Saturday, August 7, 2021

Quote of the Day (Poet Dana Gioia, on a Beach Boys Song for ‘Every Lovesick Summer’)

“Every lovesick summer has its song,
And this one I pretended to despise,
But if I was alone when it came on,
I turned it up full-blast to sing along –
A primal scream in croaky baritone,
The notes all flat, the lyrics mostly slurred.
No wonder I spent so much time alone
Making the rounds in Dad's old Thunderbird.”—American poet-critic Dana Gioia, “Cruising With the Beach Boys," from 99 Poems: New and Selected (2016)
I’ve quoted only one-fourth of this poem. The difficulty I had in excerpting it was that the other three parts are equally vivid.
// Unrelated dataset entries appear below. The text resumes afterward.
//! `From` implementations bridging `autoz_config` types to `autoz_core` types.

use std::time::Duration;

use autoz_traits::Position;

use crate::config::{
    CalibrationConfig, CleanCfg, FilterCfg, OffsetBounds, ProbeCfg, ReconcileCfg, RepeatCfg,
    ScanCfg, ThermalCfg, TriggerCfg,
};

// ── FilterCfg ────────────────────────────────────────────────────────────────

impl From<&autoz_config::Config> for FilterCfg {
    fn from(c: &autoz_config::Config) -> Self {
        Self {
            cutoff_hz: c.filter.cutoff_hz,
            sample_rate_hz: c.hardware.sample_rate_hz as f32,
            lowpass_k: c.filter.lowpass_k,
        }
    }
}

// ── TriggerCfg ───────────────────────────────────────────────────────────────

impl From<&autoz_config::TriggerCfg> for TriggerCfg {
    fn from(c: &autoz_config::TriggerCfg) -> Self {
        Self {
            min_hold: c.min_hold,
            max_hold: c.max_hold,
        }
    }
}

// ── ScanCfg ──────────────────────────────────────────────────────────────────

impl From<&autoz_config::Config> for ScanCfg {
    fn from(c: &autoz_config::Config) -> Self {
        Self {
            step_mm: c.scan.step_mm,
            max_depth_mm: c.scan.max_depth_mm,
            xy_speed_mm_s: c.scan.xy_speed_mm_s,
            z_speed_mm_s: c.scan.z_speed_mm_s,
            baseline_samples: c.scan.baseline_samples,
            read_timeout: Duration::from_millis(c.hardware.sensor_read_timeout_ms),
        }
    }
}

// ── RepeatCfg / ReconcileCfg ─────────────────────────────────────────────────

impl From<&autoz_config::RepeatCfg> for RepeatCfg {
    fn from(c: &autoz_config::RepeatCfg) -> Self {
        Self {
            attempts: c.attempts,
            tolerance_mm: c.tolerance_mm,
            press_samples: c.press_samples,
        }
    }
}

impl From<&autoz_config::ReconcileCfg> for ReconcileCfg {
    fn from(c: &autoz_config::ReconcileCfg) -> Self {
        Self {
            initial_samples: c.initial_samples,
            max_samples: c.max_samples,
            tolerance_mm: c.tolerance_mm,
            y_spacing_mm: c.y_spacing_mm,
        }
    }
}

// ── OffsetBounds / ProbeCfg ──────────────────────────────────────────────────

impl From<&autoz_config::OffsetCfg> for OffsetBounds {
    fn from(c: &autoz_config::OffsetCfg) -> Self {
        Self {
            min_mm: c.min_mm,
            max_mm: c.max_mm,
            nozzle_expansion_mm: c.nozzle_expansion_mm,
            ghost_epsilon_mm: c.ghost_epsilon_mm,
        }
    }
}

impl From<&autoz_config::ProbeCfg> for ProbeCfg {
    fn from(c: &autoz_config::ProbeCfg) -> Self {
        Self {
            nozzle_to_probe: (c.nozzle_to_probe[0], c.nozzle_to_probe[1]),
            press_position: (c.press_position[0], c.press_position[1]),
            travel_z_mm: c.travel_z_mm,
            shake_times: c.shake_times,
        }
    }
}

// ── CleanCfg / ThermalCfg ────────────────────────────────────────────────────

impl From<&autoz_config::CleanCfg> for CleanCfg {
    fn from(c: &autoz_config::CleanCfg) -> Self {
        let [sx, sy, sz] = c.start;
        let [ex, ey, ez] = c.end;
        Self {
            enabled: c.enabled,
            start: Position::new(sx, sy, sz),
            end: Position::new(ex, ey, ez),
            hotend_c: c.hotend_c,
            bed_c: c.bed_c,
        }
    }
}

impl From<&autoz_config::ThermalCfg> for ThermalCfg {
    fn from(c: &autoz_config::ThermalCfg) -> Self {
        Self {
            wait_timeout: Duration::from_millis(c.wait_timeout_ms),
            hotend_tolerance_c: c.hotend_tolerance_c,
            bed_tolerance_c: c.bed_tolerance_c,
            ..ThermalCfg::default()
        }
    }
}

// ── CalibrationConfig ────────────────────────────────────────────────────────

impl From<&autoz_config::Config> for CalibrationConfig {
    fn from(c: &autoz_config::Config) -> Self {
        Self {
            filter: FilterCfg::from(c),
            trigger: TriggerCfg::from(&c.trigger),
            scan: ScanCfg::from(c),
            repeat: RepeatCfg::from(&c.repeat),
            reconcile: ReconcileCfg::from(&c.reconcile),
            offset: OffsetBounds::from(&c.offset),
            probe: ProbeCfg::from(&c.probe),
            clean: CleanCfg::from(&c.clean),
            thermal: ThermalCfg::from(&c.thermal),
        }
    }
}

#[cfg(test)]
mod tests {
    use super::*;

    #[test]
    fn defaults_survive_the_bridge() {
        let cfg = autoz_config::load_toml("[pins]\nhx711_sck = 6\nhx711_dt = 5\n").unwrap();
        let rt = CalibrationConfig::from(&cfg);
        rt.validate().unwrap();
        assert!((rt.filter.sample_rate_hz - 80.0).abs() < f32::EPSILON);
        assert_eq!(rt.scan.read_timeout, Duration::from_millis(20));
        assert_eq!(rt.thermal.wait_timeout, Duration::from_secs(300));
        assert!((rt.clean.end.y - 60.0).abs() < f32::EPSILON);
        assert!((rt.probe.nozzle_to_probe.0 + 24.25).abs() < f32::EPSILON);
    }
}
As we move into the dog days of August, many of us of a certain age think of the Beach Boys and of how, over the years, they were, in the words of a 1980 album title, “Keepin’ the Summer Alive.”
This has been the second straight strange summer in America, but what transports us, away from the ongoing gnawing anxiety of COVID-19, is the postwar culture of waves and hot rods and evanescent romance summoned by the Brothers Wilson and their bandmates.
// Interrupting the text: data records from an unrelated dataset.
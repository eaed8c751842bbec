//! Result printing on stdout (text or JSON) and raw CSV export.

use std::path::Path;

use autoz_core::error::AutoZResult;
use autoz_core::scan::MeasurementResult;
use autoz_core::self_check::SelfCheckReport;
use autoz_core::types::RawSample;
use autoz_core::ZOffsetEstimate;
use eyre::WrapErr;
use serde_json::json;

fn estimate_json(est: &ZOffsetEstimate) -> serde_json::Value {
    json!({
        "z_offset_mm": est.value_mm,
        "points_sampled": est.points_sampled,
        "points_discarded": est.points_discarded,
        "kept": est.kept,
        "committed": est.committed,
        "cleaned": est.clean.as_ref().map(|c| c.wiped),
    })
}

pub fn print_estimate(est: &ZOffsetEstimate, json: bool) {
    if json {
        println!("{}", estimate_json(est));
        return;
    }
    println!(
        "z-offset {:.3} mm ({} of {} points kept){}",
        est.value_mm,
        est.points_sampled - est.points_discarded,
        est.points_sampled,
        if est.committed { ", saved" } else { ", not saved" }
    );
}

pub fn print_runs(runs: &[AutoZResult<ZOffsetEstimate>], json: bool) {
    for (i, run) in runs.iter().enumerate() {
        match (run, json) {
            (Ok(est), true) => {
                let mut v = estimate_json(est);
                v["run"] = json!(i + 1);
                println!("{v}");
            }
            (Ok(est), false) => {
                print!("run {}: ", i + 1);
                print_estimate(est, false);
            }
            (Err(e), true) => println!("{}", json!({ "run": i + 1, "error": e.to_string() })),
            (Err(e), false) => println!("run {}: failed: {e}", i + 1),
        }
    }
}

pub fn print_raw(samples: &[RawSample], json: bool) {
    for s in samples {
        if json {
            println!("{}", json!({ "at_ms": s.at_ms, "value": s.value }));
        } else {
            println!("{:>8} ms  {}", s.at_ms, s.value);
        }
    }
}

pub fn write_raw_csv(path: &Path, samples: &[RawSample]) -> eyre::Result<()> {
    let mut w = csv::Writer::from_path(path)
        .wrap_err_with(|| format!("create raw CSV {}", path.display()))?;
    w.write_record(["at_ms", "value"])?;
    for s in samples {
        w.write_record([s.at_ms.to_string(), s.value.to_string()])?;
    }
    w.flush()?;
    Ok(())
}

pub fn print_scan(res: &MeasurementResult, json: bool) {
    let trigger = res.trigger.map(|t| format!("{t:?}"));
    if json {
        println!(
            "{}",
            json!({ "height_mm": res.height_mm, "index": res.index, "trigger": trigger })
        );
    } else if let Some(t) = trigger {
        println!(
            "scan height {:.3} mm (zone index {}, {t})",
            res.height_mm, res.index
        );
    } else {
        println!("scan: no contact");
    }
}

pub fn print_self_check(r: &SelfCheckReport, json: bool) {
    if json {
        println!(
            "{}",
            json!({
                "min": r.min,
                "avg": r.avg,
                "max": r.max,
                "spread": r.spread(),
                "healthy": r.healthy,
            })
        );
    } else {
        println!(
            "idle min/avg/max {:.0} / {:.1} / {:.0} (spread {:.0}): {}",
            r.min,
            r.avg,
            r.max,
            r.spread(),
            if r.healthy { "healthy" } else { "FAULT" }
        );
    }
}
Over nearly 60 years, the Beach Boys discography has been staggering: 29 studio albums, eight live albums, 55 compilation albums, one remix album, and 71 singles. But for me, their sweet muted melancholy that Gioia evokes so memorably probably comes the most from the likes of “Surfer Girl,” “Don’t Worry, Baby” and “Caroline, No.”

(For a less poetic but equally sound meditation on the meaning of this American band, see this May 2012 article by Huffington Post contributor Patricia Crisafulli, “Five Life Lessons I Learned at a Beach Boys Concert.”)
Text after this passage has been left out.